DIRECTIONS FOR THIS TASK =>
If a line in the entries contains the word "afid", list it.

SUPPLIED DATA =>
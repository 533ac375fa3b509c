//! Serialize/deserialize 9P messages into/from binary.
//!
//! A message body starts with its type byte; the leading size field is handled
//! by the transport's length-delimited framing. Fields that only exist in
//! 9P2000.u are read and written when `dotu` is set.

use crate::{fcall::*, io_err, res};
use byteorder::{LittleEndian, ReadBytesExt, WriteBytesExt};
use num_traits::FromPrimitive;
use std::io::{Read, Result};
use std::mem;
use std::ops::Shl;

macro_rules! decode {
    ($decoder:expr) => {
        Decodable::decode(&mut $decoder)?
    };

    ($typ:ident, $buf:expr) => {
        $typ::from_bits_truncate(decode!($buf))
    };
}

fn read_exact<R: Read + ?Sized>(r: &mut R, size: usize) -> Result<Vec<u8>> {
    let mut buf = vec![0; size];
    r.read_exact(&mut buf[..]).and(Ok(buf))
}

/// A serializing specific result to overload operators on `Result`
///
/// # Overloaded operators
/// <<, ?
pub struct SResult<T>(::std::io::Result<T>);

/// A wrapper class of WriteBytesExt to provide operator overloads
/// for serializing
///
/// Operator '<<' serializes the right hand side argument into
/// the left hand side encoder
#[derive(Clone, Debug)]
pub struct Encoder<W> {
    writer: W,
    bytes: usize,
}

impl<W: WriteBytesExt> Encoder<W> {
    pub fn new(writer: W) -> Encoder<W> {
        Encoder { writer, bytes: 0 }
    }

    /// Return total bytes written
    pub fn bytes_written(&self) -> usize {
        self.bytes
    }

    /// Encode data, equivalent to: encoder << data
    pub fn encode<T: Encodable + ?Sized>(&mut self, data: &T) -> Result<usize> {
        let bytes = data.encode(&mut self.writer)?;
        self.bytes += bytes;
        Ok(bytes)
    }

    /// Get inner writer
    pub fn into_inner(self) -> W {
        self.writer
    }
}

impl<'a, T: Encodable, W: WriteBytesExt> Shl<&'a T> for Encoder<W> {
    type Output = SResult<Encoder<W>>;
    fn shl(mut self, rhs: &'a T) -> Self::Output {
        match self.encode(rhs) {
            Ok(_) => SResult(Ok(self)),
            Err(e) => SResult(Err(e)),
        }
    }
}

impl<'a, T: Encodable, W: WriteBytesExt> Shl<&'a T> for SResult<Encoder<W>> {
    type Output = Self;
    fn shl(self, rhs: &'a T) -> Self::Output {
        match self.0 {
            Ok(mut encoder) => match encoder.encode(rhs) {
                Ok(_) => SResult(Ok(encoder)),
                Err(e) => SResult(Err(e)),
            },
            Err(e) => SResult(Err(e)),
        }
    }
}

impl<W: WriteBytesExt> SResult<Encoder<W>> {
    fn bytes(self) -> Result<usize> {
        self.0.map(|enc| enc.bytes_written())
    }
}

/// Trait representing a type which can be serialized into binary
pub trait Encodable {
    /// Encode self to w and returns the number of bytes encoded
    fn encode<W: WriteBytesExt>(&self, w: &mut W) -> Result<usize>;
}

impl Encodable for u8 {
    fn encode<W: WriteBytesExt>(&self, w: &mut W) -> Result<usize> {
        w.write_u8(*self).and(Ok(mem::size_of::<Self>()))
    }
}

impl Encodable for u16 {
    fn encode<W: WriteBytesExt>(&self, w: &mut W) -> Result<usize> {
        w.write_u16::<LittleEndian>(*self)
            .and(Ok(mem::size_of::<Self>()))
    }
}

impl Encodable for u32 {
    fn encode<W: WriteBytesExt>(&self, w: &mut W) -> Result<usize> {
        w.write_u32::<LittleEndian>(*self)
            .and(Ok(mem::size_of::<Self>()))
    }
}

impl Encodable for u64 {
    fn encode<W: WriteBytesExt>(&self, w: &mut W) -> Result<usize> {
        w.write_u64::<LittleEndian>(*self)
            .and(Ok(mem::size_of::<Self>()))
    }
}

impl Encodable for String {
    fn encode<W: WriteBytesExt>(&self, w: &mut W) -> Result<usize> {
        let mut bytes = (self.len() as u16).encode(w)?;
        bytes += w.write_all(self.as_bytes()).and(Ok(self.len()))?;
        Ok(bytes)
    }
}

impl Encodable for Qid {
    fn encode<W: WriteBytesExt>(&self, w: &mut W) -> Result<usize> {
        (Encoder::new(w) << &self.typ.bits() << &self.version << &self.path).bytes()
    }
}

impl Encodable for Data {
    fn encode<W: WriteBytesExt>(&self, w: &mut W) -> Result<usize> {
        let size = self.0.len();
        let bytes = (size as u32).encode(w)? + size;
        w.write_all(&self.0)?;
        Ok(bytes)
    }
}

impl<T: Encodable> Encodable for Vec<T> {
    fn encode<W: WriteBytesExt>(&self, w: &mut W) -> Result<usize> {
        let mut bytes = (self.len() as u16).encode(w)?;
        for data in self {
            bytes += data.encode(w)?;
        }
        Ok(bytes)
    }
}

/// Encode a stat, including its leading size field
pub fn encode_stat<W: WriteBytesExt>(w: &mut W, stat: &Stat, dotu: bool) -> Result<usize> {
    let mut bytes = (Encoder::new(&mut *w)
        << &stat.size(dotu)
        << &stat.typ
        << &stat.dev
        << &stat.qid
        << &stat.mode
        << &stat.atime
        << &stat.mtime
        << &stat.length
        << &stat.name
        << &stat.uid
        << &stat.gid
        << &stat.muid)
        .bytes()?;
    if dotu {
        bytes += (Encoder::new(&mut *w)
            << &stat.extension
            << &stat.n_uid
            << &stat.n_gid
            << &stat.n_muid)
            .bytes()?;
    }
    Ok(bytes)
}

/// Decode a stat, including its leading size field
pub fn decode_stat<R: ReadBytesExt>(r: &mut R, dotu: bool) -> Result<Stat> {
    let mut r = r;
    let _size: u16 = decode!(r);
    let mut stat = Stat {
        typ: decode!(r),
        dev: decode!(r),
        qid: decode!(r),
        mode: decode!(r),
        atime: decode!(r),
        mtime: decode!(r),
        length: decode!(r),
        name: decode!(r),
        uid: decode!(r),
        gid: decode!(r),
        muid: decode!(r),
        ..Default::default()
    };
    if dotu {
        stat.extension = decode!(r);
        stat.n_uid = decode!(r);
        stat.n_gid = decode!(r);
        stat.n_muid = decode!(r);
    }
    Ok(stat)
}

/// Encode a message body: type[1] tag[2] fields
pub fn encode_msg<W: WriteBytesExt>(w: &mut W, msg: &Msg, dotu: bool) -> Result<usize> {
    use crate::FCall::*;

    let typ = MsgType::from(&msg.body) as u8;
    let mut bytes = (Encoder::new(&mut *w) << &typ << &msg.tag).bytes()?;
    let mut buf = Encoder::new(&mut *w);

    match msg.body {
        TVersion { ref msize, ref version } | RVersion { ref msize, ref version } => {
            buf.encode(msize)?;
            buf.encode(version)?;
        }
        TAuth { ref afid, ref uname, ref aname, ref n_uname } => {
            buf.encode(afid)?;
            buf.encode(uname)?;
            buf.encode(aname)?;
            if dotu {
                buf.encode(n_uname)?;
            }
        }
        RAuth { ref aqid } => {
            buf.encode(aqid)?;
        }
        TAttach { ref fid, ref afid, ref uname, ref aname, ref n_uname } => {
            buf.encode(fid)?;
            buf.encode(afid)?;
            buf.encode(uname)?;
            buf.encode(aname)?;
            if dotu {
                buf.encode(n_uname)?;
            }
        }
        RAttach { ref qid } => {
            buf.encode(qid)?;
        }
        RError { ref ename, ref errno } => {
            buf.encode(ename)?;
            if dotu {
                buf.encode(errno)?;
            }
        }
        TFlush { ref oldtag } => {
            buf.encode(oldtag)?;
        }
        TWalk { ref fid, ref newfid, ref wnames } => {
            buf.encode(fid)?;
            buf.encode(newfid)?;
            buf.encode(wnames)?;
        }
        RWalk { ref wqids } => {
            buf.encode(wqids)?;
        }
        TOpen { ref fid, ref mode } => {
            buf.encode(fid)?;
            buf.encode(mode)?;
        }
        ROpen { ref qid, ref iounit } | RCreate { ref qid, ref iounit } => {
            buf.encode(qid)?;
            buf.encode(iounit)?;
        }
        TCreate { ref fid, ref name, ref perm, ref mode, ref extension } => {
            buf.encode(fid)?;
            buf.encode(name)?;
            buf.encode(perm)?;
            buf.encode(mode)?;
            if dotu {
                buf.encode(extension)?;
            }
        }
        TRead { ref fid, ref offset, ref count } => {
            buf.encode(fid)?;
            buf.encode(offset)?;
            buf.encode(count)?;
        }
        RRead { ref data } => {
            buf.encode(data)?;
        }
        TWrite { ref fid, ref offset, ref data } => {
            buf.encode(fid)?;
            buf.encode(offset)?;
            buf.encode(data)?;
        }
        RWrite { ref count } => {
            buf.encode(count)?;
        }
        TClunk { ref fid } | TRemove { ref fid } | TStat { ref fid } => {
            buf.encode(fid)?;
        }
        RStat { ref stat } => {
            buf.encode(&(stat.size(dotu) + 2))?;
            bytes += encode_stat(&mut buf.writer, stat, dotu)?;
        }
        TWStat { ref fid, ref stat } => {
            buf.encode(fid)?;
            buf.encode(&(stat.size(dotu) + 2))?;
            bytes += encode_stat(&mut buf.writer, stat, dotu)?;
        }
        RFlush | RClunk | RRemove | RWStat => {}
    };

    bytes += buf.bytes_written();
    Ok(bytes)
}

/// Trait representing a type which can be deserialized from binary
pub trait Decodable: Sized {
    fn decode<R: ReadBytesExt>(r: &mut R) -> Result<Self>;
}

impl Decodable for u8 {
    fn decode<R: ReadBytesExt>(r: &mut R) -> Result<Self> {
        r.read_u8()
    }
}

impl Decodable for u16 {
    fn decode<R: ReadBytesExt>(r: &mut R) -> Result<Self> {
        r.read_u16::<LittleEndian>()
    }
}

impl Decodable for u32 {
    fn decode<R: ReadBytesExt>(r: &mut R) -> Result<Self> {
        r.read_u32::<LittleEndian>()
    }
}

impl Decodable for u64 {
    fn decode<R: ReadBytesExt>(r: &mut R) -> Result<Self> {
        r.read_u64::<LittleEndian>()
    }
}

impl Decodable for String {
    fn decode<R: ReadBytesExt>(r: &mut R) -> Result<Self> {
        let len: u16 = Decodable::decode(r)?;
        String::from_utf8(read_exact(r, len as usize)?)
            .or(res!(io_err!(Other, "Invalid UTF-8 sequence")))
    }
}

impl Decodable for Qid {
    fn decode<R: ReadBytesExt>(r: &mut R) -> Result<Self> {
        Ok(Qid {
            typ: decode!(QidType, *r),
            version: Decodable::decode(r)?,
            path: Decodable::decode(r)?,
        })
    }
}

impl Decodable for Data {
    fn decode<R: ReadBytesExt>(r: &mut R) -> Result<Self> {
        let len: u32 = Decodable::decode(r)?;
        Ok(Data(read_exact(r, len as usize)?))
    }
}

impl<T: Decodable> Decodable for Vec<T> {
    fn decode<R: ReadBytesExt>(r: &mut R) -> Result<Self> {
        let len: u16 = Decodable::decode(r)?;
        let mut buf = Vec::with_capacity(len as usize);
        for _ in 0..len {
            buf.push(Decodable::decode(r)?);
        }
        Ok(buf)
    }
}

REPLY =>
        TAuth { ref afid, ref uname, ref aname, ref n_uname } => {
            buf.encode(afid)?;
        TAttach { ref fid, ref afid, ref uname, ref aname, ref n_uname } => {
            buf.encode(afid)?;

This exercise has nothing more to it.